*ACTIVITY*
Set down a word-for-word copy of the data below, limited to the lines from the first through the line with "use crate::service::EntitlementService;".

Saved data entries:
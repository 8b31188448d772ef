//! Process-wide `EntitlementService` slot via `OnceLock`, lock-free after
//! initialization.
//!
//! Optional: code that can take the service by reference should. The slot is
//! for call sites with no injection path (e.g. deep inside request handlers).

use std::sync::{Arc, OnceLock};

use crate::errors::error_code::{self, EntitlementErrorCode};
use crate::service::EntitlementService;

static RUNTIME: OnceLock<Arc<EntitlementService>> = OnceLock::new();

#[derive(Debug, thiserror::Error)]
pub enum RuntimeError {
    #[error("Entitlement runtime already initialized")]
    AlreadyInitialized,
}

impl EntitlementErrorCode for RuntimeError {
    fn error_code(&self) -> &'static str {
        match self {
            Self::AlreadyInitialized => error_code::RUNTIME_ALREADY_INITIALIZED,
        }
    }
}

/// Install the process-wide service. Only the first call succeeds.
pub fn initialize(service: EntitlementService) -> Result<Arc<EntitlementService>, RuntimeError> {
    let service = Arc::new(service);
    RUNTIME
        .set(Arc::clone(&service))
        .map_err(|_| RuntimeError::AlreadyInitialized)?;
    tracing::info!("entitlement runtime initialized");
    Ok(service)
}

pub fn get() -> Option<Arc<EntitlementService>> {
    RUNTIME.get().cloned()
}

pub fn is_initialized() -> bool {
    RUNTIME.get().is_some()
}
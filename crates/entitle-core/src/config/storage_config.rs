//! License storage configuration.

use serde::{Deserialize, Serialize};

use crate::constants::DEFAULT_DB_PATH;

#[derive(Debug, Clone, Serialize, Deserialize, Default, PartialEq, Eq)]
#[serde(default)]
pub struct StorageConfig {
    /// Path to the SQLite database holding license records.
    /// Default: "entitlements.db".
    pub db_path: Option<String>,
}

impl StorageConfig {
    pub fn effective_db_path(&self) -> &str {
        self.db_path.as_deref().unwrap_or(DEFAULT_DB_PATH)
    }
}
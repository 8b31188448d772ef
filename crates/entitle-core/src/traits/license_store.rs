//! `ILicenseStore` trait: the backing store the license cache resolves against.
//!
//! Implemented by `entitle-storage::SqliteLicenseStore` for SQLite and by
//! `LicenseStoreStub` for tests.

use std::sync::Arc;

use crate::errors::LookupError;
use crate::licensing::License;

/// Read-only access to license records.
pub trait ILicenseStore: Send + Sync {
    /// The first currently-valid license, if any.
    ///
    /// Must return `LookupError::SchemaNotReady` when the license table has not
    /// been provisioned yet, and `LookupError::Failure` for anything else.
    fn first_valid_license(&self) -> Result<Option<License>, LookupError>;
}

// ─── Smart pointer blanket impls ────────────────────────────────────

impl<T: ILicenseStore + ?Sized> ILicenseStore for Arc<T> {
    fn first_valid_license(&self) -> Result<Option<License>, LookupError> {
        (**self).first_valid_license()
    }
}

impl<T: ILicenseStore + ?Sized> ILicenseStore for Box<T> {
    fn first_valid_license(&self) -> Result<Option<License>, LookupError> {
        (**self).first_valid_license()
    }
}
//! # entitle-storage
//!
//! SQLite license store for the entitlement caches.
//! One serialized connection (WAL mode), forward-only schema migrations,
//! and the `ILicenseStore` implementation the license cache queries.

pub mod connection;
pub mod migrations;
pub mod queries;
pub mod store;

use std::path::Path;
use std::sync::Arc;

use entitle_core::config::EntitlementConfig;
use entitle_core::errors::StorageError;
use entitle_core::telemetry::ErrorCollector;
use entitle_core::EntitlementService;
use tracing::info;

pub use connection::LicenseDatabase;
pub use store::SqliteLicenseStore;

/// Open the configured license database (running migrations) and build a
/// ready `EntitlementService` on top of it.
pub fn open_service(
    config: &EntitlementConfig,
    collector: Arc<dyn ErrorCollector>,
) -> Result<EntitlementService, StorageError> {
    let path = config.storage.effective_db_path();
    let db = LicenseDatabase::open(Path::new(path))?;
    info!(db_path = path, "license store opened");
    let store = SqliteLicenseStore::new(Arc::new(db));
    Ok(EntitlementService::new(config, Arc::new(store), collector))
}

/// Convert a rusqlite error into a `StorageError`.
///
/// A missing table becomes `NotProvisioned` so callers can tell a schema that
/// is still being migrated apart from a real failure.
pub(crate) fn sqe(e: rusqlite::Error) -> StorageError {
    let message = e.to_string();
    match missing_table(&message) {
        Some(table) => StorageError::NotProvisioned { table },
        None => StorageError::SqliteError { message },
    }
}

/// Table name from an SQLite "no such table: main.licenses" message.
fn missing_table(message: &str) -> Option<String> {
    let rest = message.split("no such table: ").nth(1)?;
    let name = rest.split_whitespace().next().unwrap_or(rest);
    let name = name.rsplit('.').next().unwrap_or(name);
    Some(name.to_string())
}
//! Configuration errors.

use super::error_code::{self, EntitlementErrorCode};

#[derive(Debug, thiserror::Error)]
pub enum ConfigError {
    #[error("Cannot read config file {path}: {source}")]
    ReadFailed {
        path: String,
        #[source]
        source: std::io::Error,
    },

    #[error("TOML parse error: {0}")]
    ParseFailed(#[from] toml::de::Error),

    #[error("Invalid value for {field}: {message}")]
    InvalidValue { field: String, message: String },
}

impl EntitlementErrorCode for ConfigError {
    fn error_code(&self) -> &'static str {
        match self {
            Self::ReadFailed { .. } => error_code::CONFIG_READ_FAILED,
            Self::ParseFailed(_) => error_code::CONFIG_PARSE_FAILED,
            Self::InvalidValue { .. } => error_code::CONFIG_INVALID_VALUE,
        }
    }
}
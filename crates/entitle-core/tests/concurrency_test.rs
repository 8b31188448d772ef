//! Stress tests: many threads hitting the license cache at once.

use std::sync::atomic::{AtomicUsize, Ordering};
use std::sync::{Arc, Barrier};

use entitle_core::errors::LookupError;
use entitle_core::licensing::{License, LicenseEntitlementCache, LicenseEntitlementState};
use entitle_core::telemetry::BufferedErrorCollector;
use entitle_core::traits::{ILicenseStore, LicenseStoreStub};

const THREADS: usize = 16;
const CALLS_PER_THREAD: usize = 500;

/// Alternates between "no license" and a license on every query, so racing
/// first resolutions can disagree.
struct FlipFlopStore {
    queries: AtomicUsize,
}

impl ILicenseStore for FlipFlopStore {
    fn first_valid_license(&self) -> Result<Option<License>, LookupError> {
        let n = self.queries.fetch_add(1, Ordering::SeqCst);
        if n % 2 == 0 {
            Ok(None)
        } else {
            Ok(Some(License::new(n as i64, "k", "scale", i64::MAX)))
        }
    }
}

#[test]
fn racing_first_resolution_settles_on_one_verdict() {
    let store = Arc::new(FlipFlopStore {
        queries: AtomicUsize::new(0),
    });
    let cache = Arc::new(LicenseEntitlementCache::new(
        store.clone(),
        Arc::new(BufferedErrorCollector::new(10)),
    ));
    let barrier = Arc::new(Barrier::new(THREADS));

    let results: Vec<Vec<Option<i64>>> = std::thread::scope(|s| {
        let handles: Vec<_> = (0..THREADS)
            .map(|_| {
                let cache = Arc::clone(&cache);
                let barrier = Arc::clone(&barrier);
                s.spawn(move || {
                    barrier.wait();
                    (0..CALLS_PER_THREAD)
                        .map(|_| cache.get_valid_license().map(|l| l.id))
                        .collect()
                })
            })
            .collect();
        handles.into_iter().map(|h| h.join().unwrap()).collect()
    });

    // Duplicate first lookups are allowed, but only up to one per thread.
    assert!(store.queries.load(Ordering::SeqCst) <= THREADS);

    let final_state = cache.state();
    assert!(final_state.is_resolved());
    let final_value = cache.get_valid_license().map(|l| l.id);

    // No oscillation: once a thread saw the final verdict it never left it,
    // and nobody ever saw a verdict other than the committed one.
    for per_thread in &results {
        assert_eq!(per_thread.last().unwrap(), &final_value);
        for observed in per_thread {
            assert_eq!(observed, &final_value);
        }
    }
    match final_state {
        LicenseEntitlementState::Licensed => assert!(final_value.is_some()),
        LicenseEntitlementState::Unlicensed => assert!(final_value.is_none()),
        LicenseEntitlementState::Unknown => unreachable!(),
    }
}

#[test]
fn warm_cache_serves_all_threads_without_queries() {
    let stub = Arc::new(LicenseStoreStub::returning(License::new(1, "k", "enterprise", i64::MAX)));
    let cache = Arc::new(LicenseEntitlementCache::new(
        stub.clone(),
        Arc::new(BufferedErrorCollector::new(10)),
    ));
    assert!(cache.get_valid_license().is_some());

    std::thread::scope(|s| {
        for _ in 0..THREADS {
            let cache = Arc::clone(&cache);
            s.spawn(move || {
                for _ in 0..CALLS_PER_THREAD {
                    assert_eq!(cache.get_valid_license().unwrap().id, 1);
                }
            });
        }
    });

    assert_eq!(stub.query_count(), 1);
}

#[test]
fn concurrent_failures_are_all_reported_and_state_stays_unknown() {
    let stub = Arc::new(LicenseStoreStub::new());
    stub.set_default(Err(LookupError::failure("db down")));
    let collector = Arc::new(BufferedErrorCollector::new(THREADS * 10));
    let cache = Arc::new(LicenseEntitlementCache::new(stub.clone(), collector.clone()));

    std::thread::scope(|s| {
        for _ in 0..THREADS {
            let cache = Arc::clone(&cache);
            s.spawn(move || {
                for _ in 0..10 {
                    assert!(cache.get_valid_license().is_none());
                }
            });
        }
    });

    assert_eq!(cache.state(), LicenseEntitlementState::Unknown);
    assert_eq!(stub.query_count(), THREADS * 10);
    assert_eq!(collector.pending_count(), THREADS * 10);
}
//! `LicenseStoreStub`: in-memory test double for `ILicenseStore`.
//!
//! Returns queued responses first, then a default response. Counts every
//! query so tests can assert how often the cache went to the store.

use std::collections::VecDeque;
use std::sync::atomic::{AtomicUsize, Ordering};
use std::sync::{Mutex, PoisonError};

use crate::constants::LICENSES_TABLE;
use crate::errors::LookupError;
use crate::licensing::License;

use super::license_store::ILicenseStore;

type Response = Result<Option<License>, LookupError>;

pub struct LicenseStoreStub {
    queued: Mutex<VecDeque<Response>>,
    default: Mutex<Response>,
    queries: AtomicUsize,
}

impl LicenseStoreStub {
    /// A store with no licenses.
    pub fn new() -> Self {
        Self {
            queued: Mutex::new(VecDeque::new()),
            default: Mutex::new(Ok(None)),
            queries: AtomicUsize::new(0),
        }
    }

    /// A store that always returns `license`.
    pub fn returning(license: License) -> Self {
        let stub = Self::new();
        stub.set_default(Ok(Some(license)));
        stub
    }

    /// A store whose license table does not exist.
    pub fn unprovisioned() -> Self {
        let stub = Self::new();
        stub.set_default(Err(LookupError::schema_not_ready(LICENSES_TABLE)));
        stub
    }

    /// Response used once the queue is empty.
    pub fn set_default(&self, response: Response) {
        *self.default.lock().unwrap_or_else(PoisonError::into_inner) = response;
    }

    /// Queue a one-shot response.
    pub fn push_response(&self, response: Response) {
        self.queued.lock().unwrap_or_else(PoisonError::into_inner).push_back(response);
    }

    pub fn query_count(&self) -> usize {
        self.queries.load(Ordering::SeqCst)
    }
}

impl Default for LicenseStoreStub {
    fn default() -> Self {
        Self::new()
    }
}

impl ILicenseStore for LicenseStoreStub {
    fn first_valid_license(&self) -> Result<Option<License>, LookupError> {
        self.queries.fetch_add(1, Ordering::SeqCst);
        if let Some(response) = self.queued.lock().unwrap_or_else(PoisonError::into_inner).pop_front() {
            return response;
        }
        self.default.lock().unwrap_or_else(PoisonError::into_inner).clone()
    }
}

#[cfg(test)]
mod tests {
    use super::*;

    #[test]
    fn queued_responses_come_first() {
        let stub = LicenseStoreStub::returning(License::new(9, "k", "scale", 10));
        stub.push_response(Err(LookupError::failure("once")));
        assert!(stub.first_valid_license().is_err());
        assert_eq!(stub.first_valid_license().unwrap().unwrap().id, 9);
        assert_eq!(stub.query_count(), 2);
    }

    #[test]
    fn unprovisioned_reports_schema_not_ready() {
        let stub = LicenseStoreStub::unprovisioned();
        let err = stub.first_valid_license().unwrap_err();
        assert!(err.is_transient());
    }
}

*SOLUTION FOR THIS TASK*
repository 8b31188448d772ef
//! Process-wide `EntitlementService` slot via `OnceLock`, lock-free after
//! initialization.
//!
//! Optional: code that can take the service by reference should. The slot is
//! for call sites with no injection path (e.g. deep inside request handlers).

use std::sync::{Arc, OnceLock};

use crate::errors::error_code::{self, EntitlementErrorCode};
use crate::service::EntitlementService;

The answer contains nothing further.